Nancy Cartwright discusses the most important issue in voice acting finding your voice.

Your whole life you have been told that you: Have an unusual voice. Sound like Donald Duck/Homer Simpson/A Powerpuff Girl. Should get paid for doing all the annoying things you do with your voice. Any or all of the above.

Congratulations! It sounds like you are perfect for the voice-over industry!

Ever since I was seven years old, people told me that I had an unusual voice. When I think about it now that just seems like an incredibly personal if not judgmental thing to say to a child. I suppose I could have just stopped doing whatever it was that fascinated people. After all, unusual can have a somewhat condescending hint to it.

For whatever reason, I never took offensively. In fact, I started to use my voice, manipulating it, squeezing it, dropping it, tightening it, doing whatever I could whenever I told a joke or a story, and it worked. They laughed. So, I did it some more. I found what worked for me, and I continued to entertain my friends and adults alike with my unusual voice, simply because it made them laugh, which made me feel good about myself, by the way.

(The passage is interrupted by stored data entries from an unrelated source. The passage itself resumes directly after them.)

impl StaticOptionsBuilder {
    pub fn new() -> Self {
        Self::default()
    }

    fn check_unset<T>(slot: &Option<T>, name: &str) -> Result<()> {
        if slot.is_some() {
            Err(Error::Config(format!(
                "static option \"{}\" declared twice",
                name
            )))
        } else {
            Ok(())
        }
    }

    pub fn mouse_file(&mut self, value: &str) -> Result<()> {
        Self::check_unset(&self.mouse_file, "mouseFile")?;
        if value.is_empty() {
            return Err(Error::Config("empty mouse file name".to_string()));
        }
        self.mouse_file = Some(value.to_string());
        Ok(())
    }

    pub fn interface_type(&mut self, value: &str) -> Result<()> {
        Self::check_unset(&self.mode, "interfaceType")?;
        self.mode = Some(value.parse()?);
        Ok(())
    }

    pub fn initial_direction(&mut self, value: &str) -> Result<()> {
        Self::check_unset(&self.heading, "initialDirection")?;
        self.heading = Some(value.parse()?);
        Ok(())
    }

    pub fn text_dimensions(&mut self, value: &str) -> Result<()> {
        Self::check_unset(&self.text_dimensions, "tileTextDimensions")?;
        let mut parts = value.split_whitespace();
        let dims = match (parts.next(), parts.next(), parts.next()) {
            (Some(cols), Some(rows), None) => match (cols.parse(), rows.parse()) {
                (Ok(c), Ok(r)) => Some((c, r)),
                _ => None,
            },
            _ => None,
        };
        match dims {
            Some(dims) => {
                self.text_dimensions = Some(dims);
                Ok(())
            }
            None => Err(Error::Config(format!(
                "invalid tile text dimensions \"{}\"",
                value
            ))),
        }
    }

    pub fn wheel_speed_fraction(&mut self, value: &str) -> Result<()> {
        Self::check_unset(&self.wheel_speed_fraction, "wheelSpeedFraction")?;
        let fraction: f64 = value
            .parse()
            .map_err(|_| Error::Config(format!("invalid wheel speed fraction \"{}\"", value)))?;
        if !(0.0..=1.0).contains(&fraction) {
            return Err(Error::Config(format!(
                "wheel speed fraction {} outside [0.0, 1.0]",
                fraction
            )));
        }
        self.wheel_speed_fraction = Some(fraction);
        Ok(())
    }

    /// Whether all five options have been declared.
    pub fn is_complete(&self) -> bool {
        self.mouse_file.is_some()
            && self.mode.is_some()
            && self.heading.is_some()
            && self.text_dimensions.is_some()
            && self.wheel_speed_fraction.is_some()
    }

    pub fn finish(self) -> Result<StaticOptions> {
        match (
            self.mouse_file,
            self.mode,
            self.heading,
            self.text_dimensions,
            self.wheel_speed_fraction,
        ) {
            (Some(mouse_file), Some(mode), Some(heading), Some(text_dimensions), Some(fraction)) => {
                Ok(StaticOptions {
                    mouse_file,
                    mode,
                    heading,
                    text_dimensions,
                    wheel_speed_fraction: fraction,
                })
            }
            _ => Err(Error::Config(
                "static options incomplete".to_string(),
            )),
        }
    }
}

We lived in suburbia America station wagons, Catholic school, kick-the-can at dusk and drive-in movies. As a young girl, I had very short hair. My mom had this idea that short hair was easier to care for, so about every six months or so, coincidentally about the same time we went to the dentist, my sister and I would go with my mom into downtown Dayton, Ohio, to get our pixie haircuts. We looked forward to taking the bus, and at the ripe old age of seven, riding the bus into downtown Dayton was an adventure in itself. The only thing that I did not like was when the blade was not new. That would hurt. Other than that, oh wait; there was one more thing. Everyone thought I was a boy!

Okay, so here we have a seven-year-old girl with an unusual voice, who everyone thinks is a boy! No problem! I decided to make lemonade. Thats right. It never bothered me that the old man at the butcher shop called me sonny. It never bothered me that the woman who worked at the post office said to me, What can I get you, son? I just thought everyone in my hometown needed glasses.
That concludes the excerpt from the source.